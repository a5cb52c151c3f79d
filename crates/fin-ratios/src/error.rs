//! Error types for ratio computations.

use crate::{rows::CanonicalRow, statement::StatementKind};
use thiserror::Error;

/// Result type for ratio operations.
pub type Result<T> = std::result::Result<T, RatioError>;

/// Errors that can occur while deriving ratios from financial statements.
#[derive(Debug, Error)]
pub enum RatioError {
    /// Balance sheet and income statement share no reporting period
    #[error(
        "No common reporting periods between balance sheet ({balance_sheet} periods) and income statement ({income_statement} periods)"
    )]
    Alignment {
        /// Number of periods in the balance sheet
        balance_sheet: usize,
        /// Number of periods in the income statement
        income_statement: usize,
    },

    /// A mandatory canonical row has no matching label in its statement
    #[error(
        "Could not find {row} in {statement}. Tried: {}. Available rows: {}",
        .candidates.join(", "),
        .available.join(", ")
    )]
    RequiredRowNotFound {
        /// The canonical row that could not be resolved
        row: CanonicalRow,
        /// Statement that was searched
        statement: StatementKind,
        /// Candidate labels that were tried, in priority order
        candidates: Vec<String>,
        /// Every row label present in the statement
        available: Vec<String>,
    },

    /// A period column name could not be parsed as a date
    #[error("Invalid reporting period: {0}")]
    InvalidPeriod(String),

    /// Missing required column in input data
    #[error("Missing required column: {0}")]
    MissingColumn(String),

    /// Row values do not line up with the statement's periods
    #[error("Row '{label}' has {actual} values, expected {expected}")]
    ShapeMismatch {
        /// Offending row label
        label: String,
        /// Number of periods in the statement
        expected: usize,
        /// Number of values supplied
        actual: usize,
    },

    /// Not enough periods to perform the operation
    #[error("Insufficient data: need {required} periods, got {available}")]
    InsufficientData {
        /// Required number of periods
        required: usize,
        /// Available number of periods
        available: usize,
    },

    /// Ratio not found in registry
    #[error("Ratio not found: {0}")]
    NotFound(String),

    /// The statement provider failed
    #[error("Failed to retrieve statements for {ticker}: {message}")]
    Source {
        /// Ticker that was requested
        ticker: String,
        /// Provider diagnostic
        message: String,
    },

    /// Configuration could not be parsed
    #[error("Invalid configuration: {0}")]
    Config(#[from] serde_json::Error),

    /// I/O failure while loading configuration
    #[error("I/O error: {0}")]
    Io(#[from] std::io::Error),

    /// Polars DataFrame error
    #[error("DataFrame error: {0}")]
    Polars(#[from] polars::error::PolarsError),
}
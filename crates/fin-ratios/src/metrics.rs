//! The metrics table.
//!
//! One row per aligned period (most recent first), one column per metric. A
//! cell is `None` when the metric is undefined for that period: a missing
//! optional input, an absent statement value, or a `0 / 0` division. Infinite
//! values from zero denominators are kept as-is.

use crate::{IndustryBaseline, Metric, Period, RatioError, Result};
use polars::prelude::*;
use serde::Serialize;
use std::collections::BTreeMap;

/// Period column name in [`MetricsTable::to_frame`].
pub const PERIOD_COLUMN: &str = "period";

/// Label column name in [`MetricsTable::to_display_frame`].
pub const METRIC_COLUMN: &str = "Metric";

/// Reference column appended to display tables.
pub const INDUSTRY_AVERAGE: &str = "Industry Average";

/// Period-indexed table of derived ratios.
#[derive(Debug, Clone, PartialEq, Serialize)]
pub struct MetricsTable {
    periods: Vec<Period>,
    columns: BTreeMap<Metric, Vec<Option<f64>>>,
}

impl MetricsTable {
    /// Build a table from per-metric series aligned with `periods`.
    pub fn new(periods: Vec<Period>, columns: BTreeMap<Metric, Vec<Option<f64>>>) -> Result<Self> {
        if let Some((metric, series)) = columns.iter().find(|(_, s)| s.len() != periods.len()) {
            return Err(RatioError::ShapeMismatch {
                label: metric.label().to_string(),
                expected: periods.len(),
                actual: series.len(),
            });
        }

        let columns = columns
            .into_iter()
            .map(|(metric, series)| (metric, series.into_iter().map(defined).collect()))
            .collect();

        Ok(Self { periods, columns })
    }

    /// Read `metrics` from a computed frame whose columns carry metric labels.
    pub fn from_frame(
        periods: Vec<Period>,
        frame: &DataFrame,
        metrics: impl IntoIterator<Item = Metric>,
    ) -> Result<Self> {
        let mut columns = BTreeMap::new();
        for metric in metrics {
            let column = frame
                .column(metric.label())
                .map_err(|_| RatioError::MissingColumn(metric.label().to_string()))?
                .cast(&DataType::Float64)?;
            columns.insert(metric, column.f64()?.into_iter().collect());
        }
        Self::new(periods, columns)
    }

    /// Periods, most recent first.
    pub fn periods(&self) -> &[Period] {
        &self.periods
    }

    /// Number of periods.
    pub const fn len(&self) -> usize {
        self.periods.len()
    }

    /// Whether the table has no periods.
    pub const fn is_empty(&self) -> bool {
        self.periods.is_empty()
    }

    /// Metrics present in the table, in display order.
    pub fn metrics(&self) -> impl Iterator<Item = Metric> + '_ {
        self.columns.keys().copied()
    }

    /// All values of `metric`, most recent first.
    pub fn series(&self, metric: Metric) -> Option<&[Option<f64>]> {
        self.columns.get(&metric).map(Vec::as_slice)
    }

    /// Value of `metric` at period `index`.
    pub fn value(&self, index: usize, metric: Metric) -> Option<f64> {
        self.series(metric)?.get(index).copied().flatten()
    }

    /// Whether `metric` has no value in any period.
    pub fn is_undefined(&self, metric: Metric) -> bool {
        self.series(metric)
            .is_none_or(|series| series.iter().all(Option::is_none))
    }

    /// Whether charts and reports should show `metric`.
    ///
    /// Optional metrics (DSO) are hidden when wholly undefined; every other
    /// metric in the table is always shown.
    pub fn is_reported(&self, metric: Metric) -> bool {
        self.columns.contains_key(&metric) && !(metric.is_optional() && self.is_undefined(metric))
    }

    /// The most recent period's values.
    pub fn latest(&self) -> Option<RatioSnapshot> {
        let period = *self.periods.first()?;
        let values = self
            .columns
            .iter()
            .map(|(metric, series)| (*metric, series[0]))
            .collect();
        Some(RatioSnapshot { period, values })
    }

    /// Export with one row per period: a [`PERIOD_COLUMN`] followed by one
    /// column per metric label.
    pub fn to_frame(&self) -> Result<DataFrame> {
        let periods: Vec<String> = self.periods.iter().map(ToString::to_string).collect();
        let mut columns = vec![Column::new(PERIOD_COLUMN.into(), periods)];
        for (metric, series) in &self.columns {
            columns.push(Column::new(metric.label().into(), series.clone()));
        }
        Ok(DataFrame::new(columns)?)
    }

    /// Export transposed for display: one row per reported metric (see
    /// [`Self::is_reported`]), one column per period, and an
    /// [`INDUSTRY_AVERAGE`] column when a baseline is given.
    pub fn to_display_frame(&self, baseline: Option<&IndustryBaseline>) -> Result<DataFrame> {
        let rows: Vec<(Metric, &Vec<Option<f64>>)> = self
            .columns
            .iter()
            .filter(|(metric, _)| self.is_reported(**metric))
            .map(|(metric, series)| (*metric, series))
            .collect();

        let labels: Vec<&str> = rows.iter().map(|(metric, _)| metric.label()).collect();
        let mut columns = vec![Column::new(METRIC_COLUMN.into(), labels)];

        for (index, period) in self.periods.iter().enumerate() {
            let values: Vec<Option<f64>> = rows.iter().map(|(_, series)| series[index]).collect();
            columns.push(Column::new(period.to_string().into(), values));
        }

        if let Some(baseline) = baseline {
            let averages: Vec<f64> = rows.iter().map(|(metric, _)| baseline.get(*metric)).collect();
            columns.push(Column::new(INDUSTRY_AVERAGE.into(), averages));
        }

        Ok(DataFrame::new(columns)?)
    }
}

/// One period's metric values, the input to scoring.
#[derive(Debug, Clone, PartialEq, Serialize)]
pub struct RatioSnapshot {
    /// Period the values belong to
    pub period: Period,
    /// Value per metric; `None` when undefined
    pub values: BTreeMap<Metric, Option<f64>>,
}

impl RatioSnapshot {
    /// Value of `metric`, if defined.
    pub fn get(&self, metric: Metric) -> Option<f64> {
        self.values.get(&metric).copied().flatten()
    }
}

fn defined(value: Option<f64>) -> Option<f64> {
    value.filter(|v| !v.is_nan())
}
---
◆ EXERCISE AIM:
Beginning at the line that contains "values belong to", reproduce every line down to the last line of the entries above, exactly and only those.

◆ EXERCISE RESULT:
    /// Period the values belong to
    pub period: Period,
    /// Value per metric; `None` when undefined
    pub values: BTreeMap<Metric, Option<f64>>,
}

impl RatioSnapshot {
    /// Value of `metric`, if defined.
    pub fn get(&self, metric: Metric) -> Option<f64> {
        self.values.get(&metric).copied().flatten()
    }
}

fn defined(value: Option<f64>) -> Option<f64> {
    value.filter(|v| !v.is_nan())
}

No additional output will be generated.